The next suggestion made by Mr. Pannu is that the appellant was not officiating in a post against a permanent vacancy and consequently he could not be a probationer under Rule 6. This suggestion is unsupported by any evidence and runs counter to all the known facts. It is clear that all the District Board School teachers were taken into the State Service and obviously, therefore, permanent posts were created to enable each of these teachers to be permanently absorbed in the Service. It ' was to regulate this particular Service that special rules under Article 309 of the Constitution were framed. It is inconceivable, in the circumstances, that there was no permanent post against which the appellant, was allowed to work. Nor is this, said in the return filed on behalf of the State. All that is asserted is that the appellant was a temporary employee but no ground for this assertion is mentioned. Another suggestion made by Mr. Pannu, again unsupported by the return, was that the post held by the appellant before provincialization may have been a temporary post. Again there is no foundation for the suggestion.

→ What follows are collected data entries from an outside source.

//! Error types and HTTP response handling.
//!
//! This module provides the application's error hierarchy and conversion logic for
//! transforming errors into HTTP responses. The `AppError` enum serves as the single
//! error type crossing the repository, service and controller layers, and implements
//! `IntoResponse` so controllers can return it directly.

pub mod config;
pub mod validation;

use axum::{http::StatusCode, response::IntoResponse, Json};
use thiserror::Error;

use crate::{
    model::api::ErrorDto,
    server::error::{config::ConfigError, validation::ValidationError},
};

/// Top-level application error type.
///
/// Every variant except `NotFound` maps to 500 Internal Server Error. Unlike a
/// typical public API the error message is returned to the client verbatim, so
/// a failed insert reads the same over HTTP as it does in the logs.
#[derive(Error, Debug)]
pub enum AppError {
    /// Configuration error during startup or environment variable loading.
    #[error(transparent)]
    ConfigErr(#[from] ConfigError),

    /// Database operation error from SeaORM.
    ///
    /// Covers an unreachable database as well as any driver failure.
    #[error(transparent)]
    DbErr(#[from] sea_orm::DbErr),

    /// Bird payload failed field validation on create or update.
    #[error(transparent)]
    Validation(#[from] ValidationError),

    /// Filesystem or socket error, raised during startup.
    #[error(transparent)]
    IoErr(#[from] std::io::Error),

    /// Static API document could not be parsed.
    #[error(transparent)]
    JsonErr(#[from] serde_json::Error),

    /// Global tracing subscriber was already installed.
    #[error(transparent)]
    LoggingErr(#[from] tracing_subscriber::util::TryInitError),

    /// Resource not found error.
    ///
    /// Results in 404 Not Found with the provided error message.
    #[error("{0}")]
    NotFound(String),
}

/// Converts application errors into HTTP responses.
///
/// # Returns
/// - 404 Not Found - For `NotFound` variant
/// - 500 Internal Server Error - For all other variants, with the error message as body
impl IntoResponse for AppError {
    fn into_response(self) -> axum::response::Response {
        let status = match &self {
            Self::NotFound(_) => StatusCode::NOT_FOUND,
            _ => StatusCode::INTERNAL_SERVER_ERROR,
        };

        (
            status,
            Json(ErrorDto {
                error: self.to_string(),
            }),
        )
            .into_response()
    }
}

As I have said, the rules make it clear that every one of the school teachers taken over by the State was to fall in one of the two categories either deemed to be confirmed in Service or deemed to be a probationer. It is not surprising, therefore, that the learned Single Judge assumed that the appellant was a probationer.

3. The next step in the argument is that, having been a probationer for more than three years, the appellant became either entitled to be confirmed or liable to Be reverted or his services dispensed with if his work or conduct was unsatisfactory but that, in any case the probation as such could not in view of Sub-rule (3) continue beyond the period of three years. This argument is unanswerable and Mr. Pannu has not suggested that the rules contemplated the extension of the period of probation beyond three years The sub-rule in question forbids such extension The controversy is about the effect of what actually happened in the present case, namely, that no formal order confirming the appellant was made nor any order dispensing with his services at the completion of the three years probation and the appellant was allowed to continue It seems to me that if the appellant could not continue as a probationer and he was neither reverted nor were his services dispensed with on account of unsatisfactory work or conduct, then he must be taken to have been confirmed. There appears to me, in view of the express rules no other conclusion possible.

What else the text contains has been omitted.